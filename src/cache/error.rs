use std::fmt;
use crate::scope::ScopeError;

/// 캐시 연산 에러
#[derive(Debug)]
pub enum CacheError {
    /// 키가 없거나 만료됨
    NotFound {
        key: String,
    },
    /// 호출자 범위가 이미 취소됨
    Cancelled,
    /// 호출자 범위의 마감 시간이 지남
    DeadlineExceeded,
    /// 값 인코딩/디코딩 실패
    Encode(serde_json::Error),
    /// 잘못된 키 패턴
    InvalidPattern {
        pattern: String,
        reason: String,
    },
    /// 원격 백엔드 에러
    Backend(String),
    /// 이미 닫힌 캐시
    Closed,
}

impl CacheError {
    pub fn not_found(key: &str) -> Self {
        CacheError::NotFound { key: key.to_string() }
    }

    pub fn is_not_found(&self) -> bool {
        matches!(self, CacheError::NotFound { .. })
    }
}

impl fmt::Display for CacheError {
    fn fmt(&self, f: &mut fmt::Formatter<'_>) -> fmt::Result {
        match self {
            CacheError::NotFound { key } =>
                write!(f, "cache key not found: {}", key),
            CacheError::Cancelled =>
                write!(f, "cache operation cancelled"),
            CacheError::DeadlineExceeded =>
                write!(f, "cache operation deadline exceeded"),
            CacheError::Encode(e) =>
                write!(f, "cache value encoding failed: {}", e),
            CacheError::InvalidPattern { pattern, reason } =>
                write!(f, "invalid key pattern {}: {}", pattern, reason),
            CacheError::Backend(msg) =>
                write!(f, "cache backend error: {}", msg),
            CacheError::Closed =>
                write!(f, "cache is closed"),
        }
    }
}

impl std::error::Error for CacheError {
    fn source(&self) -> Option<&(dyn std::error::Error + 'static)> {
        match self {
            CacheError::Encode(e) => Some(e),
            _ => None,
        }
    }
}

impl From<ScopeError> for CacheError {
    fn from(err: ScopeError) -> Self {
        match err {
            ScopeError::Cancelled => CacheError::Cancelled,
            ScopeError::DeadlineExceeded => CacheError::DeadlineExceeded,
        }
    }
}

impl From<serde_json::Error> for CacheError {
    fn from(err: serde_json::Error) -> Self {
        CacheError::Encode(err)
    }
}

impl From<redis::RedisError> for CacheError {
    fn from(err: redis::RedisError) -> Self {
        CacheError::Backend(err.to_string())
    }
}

____________________

* _WORK TO BE COMPLETED_: From the line containing "CacheError::Encode(err)" to the last line of the data above, copy each line exactly and add nothing.

* _TASK SOLUTION_:
        CacheError::Encode(err)
    }
}

impl From<redis::RedisError> for CacheError {
    fn from(err: redis::RedisError) -> Self {
        CacheError::Backend(err.to_string())
    }
}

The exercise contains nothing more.